Наконец, во времена Акулины Ивановны одним из элементов радения становится ранее не зафиксированная практика публичных покаяний. Андрей Блохин рассказывал, что когда сектанты Андрей Лямин и Яков Гневушев нарушили запрет на сексуальные отношения с женами (о чем стало известно благодаря беременности последних), «Акилина, узнав про то, ходить им к ней на то сонмище запретила, и доколь родили жены их, в том сонмище они не были и, признавшись перед... Акилиною виновными, просили прощения и приносили прощения и приносили покаяние... при всех... бывающих в тех сонмищах..., точию при том и еще приводить к присяге и давала из своих рук прикладываться ко Кресту; равным образом и в всем, кто б в том преступлении не объявился, то‑ж чинитца»[499].

О судьбе Андрея Блохина после процесса 1772 г. нам ничего не известно. По‑видимому, он так и сгинул в Нерчинске. Что же до его товарища Кондратия, то есть достаточные основания предполагать, что именно он стал лидером нарождавшейся секты скопцов и что именно его мы знаем под именем скопческого «искупителя» Кондратия Селиванова, слывшего Христом и «государем Петром Федоровичем»[500].

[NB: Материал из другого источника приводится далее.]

//! URL utilities.
//!
//! Articles frequently carry their publication date in the URL path
//! (`/2016/05/27/title` or `/posts/2016-05-27-title`); recovering it
//! gives the document a timestamp without touching the network.

use std::sync::LazyLock;

use chrono::{DateTime, TimeZone, Utc};
use regex::{Captures, Regex};
use url::Url;

/// `/YYYY/MM/` or `/YYYY/MM/DD/` path segments.
#[allow(clippy::expect_used)]
static SLASH_DATE: LazyLock<Regex> = LazyLock::new(|| {
    Regex::new(r"(?:^|/)(\d{4})/(\d{1,2})(?:/(\d{1,2}))?(?:/|$)").expect("SLASH_DATE regex")
});

/// `YYYY-MM-DD` embedded in a path segment.
#[allow(clippy::expect_used)]
static DASH_DATE: LazyLock<Regex> = LazyLock::new(|| {
    Regex::new(r"(?:^|[/-])(\d{4})-(\d{1,2})-(\d{1,2})(?:\D|$)").expect("DASH_DATE regex")
});

/// Try to recover a publication date from a URL path.
///
/// Recognizes `/YYYY/MM/DD/`, `/YYYY/MM/` (first of the month) and
/// `YYYY-MM-DD` shapes; out-of-range components are rejected. The result
/// is midnight UTC.
#[must_use]
pub fn date_from_url(url: &Url) -> Option<DateTime<Utc>> {
    let path = url.path();
    [&SLASH_DATE, &DASH_DATE]
        .iter()
        .find_map(|pattern| pattern.captures(path).and_then(|c| capture_date(&c)))
}

fn capture_date(captures: &Captures<'_>) -> Option<DateTime<Utc>> {
    let year: i32 = captures.get(1)?.as_str().parse().ok()?;
    let month: u32 = captures.get(2)?.as_str().parse().ok()?;
    let day: u32 = match captures.get(3) {
        Some(m) => m.as_str().parse().ok()?,
        None => 1,
    };
    if !(1990..=2100).contains(&year) {
        return None;
    }
    // Invalid month/day combinations come back empty from chrono.
    Utc.with_ymd_and_hms(year, month, day, 0, 0, 0).single()
}

#[cfg(test)]
mod tests {
    use super::*;
    use chrono::Datelike;

    fn date_of(url: &str) -> Option<DateTime<Utc>> {
        date_from_url(&Url::parse(url).unwrap())
    }

    #[test]
    fn full_slash_date_is_recovered() {
        let date = date_of("https://example.com/2016/05/27/some-title").unwrap();
        assert_eq!((date.year(), date.month(), date.day()), (2016, 5, 27));
    }

    #[test]
    fn year_month_path_defaults_to_first_of_month() {
        let date = date_of("https://example.com/blog/2019/11/").unwrap();
        assert_eq!((date.year(), date.month(), date.day()), (2019, 11, 1));
    }

    #[test]
    fn dashed_date_in_slug_is_recovered() {
        let date = date_of("https://example.com/posts/2021-03-09-launch").unwrap();
        assert_eq!((date.year(), date.month(), date.day()), (2021, 3, 9));
    }

    #[test]
    fn out_of_range_components_are_rejected() {
        assert!(date_of("https://example.com/2016/13/01/nope").is_none());
        assert!(date_of("https://example.com/1234/05/06/ancient").is_none());
    }

    #[test]
    fn undated_paths_yield_nothing() {
        assert!(date_of("https://example.com/about/team").is_none());
        assert!(date_of("https://example.com/product/12345").is_none());
    }
}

После окончания орловского следствия Селиванов продолжил свою проповедь в Тульской губернии. Здесь его называли (или он сам себя называл) «киевским затворником»[501]. Скорее всего, в это время его сподвижниками были нищий Мартын (Мартин) Родионович (известный нам только по писаниям самого Селиванова и скопческим легендам[502]), а также местный крестьянин Александр Иванович Шилов, прослывший впоследствии «скопческим предтечей» и «графом Чернышевым». В Алексинском уезде Селиванову и Шилову удалось обратить в скопчество писаря полотняной фабрики тульского купца Ивана Лугинина Емельяна Ретивого. Впоследствии оскопилось большинство работников фабрики, а также и сам ее хозяин. Благодаря Ретивому скопчество получило распространение и в Тамбовской губернии – в с. Сосновке под Моршанском. По‑видимому, здесь проповедь Селиванова дала наилучшие плоды, так как уже в начале 1775 г. они с Шиловым жили в Сосновке – в доме скопца Софона Попова.

Однако весной того же года властям стало известно об оскоплениях, производящихся под Моршанском. Началось новое следствие, которым руководил тот же самый Александр Волков. В Сосновке Селиванова и Шилова уже не было, но вскоре и они были задержаны. Арестованного в Москве Селиванова отвезли в Тулу, затем в Тамбов и, наконец, в Сосновку. Там его били кнутом и отправили в Нерчинск. Около десяти человек (и в их числе Шилова), после соответствующих наказаний, сослали в Ригу. В это время Селиванову было около тридцати пяти лет[503].

Все эти карательные меры, однако, не остановили распространения скопчества. При этом дело не ограничилось центральными губерниями. Сектантская община появилась в Риге (здесь ею руководил Александр Шилов); скопцы обосновались и в южных пригородах Петербурга. Уже к 1790‑м гг. скопчество перестало быть исключительно крестьянским религиозным движением. Оно стало активно распространяться в купеческой и мещанской среде, что в существенной степени облегчило финансовые и организационные условия деятельности сектантов.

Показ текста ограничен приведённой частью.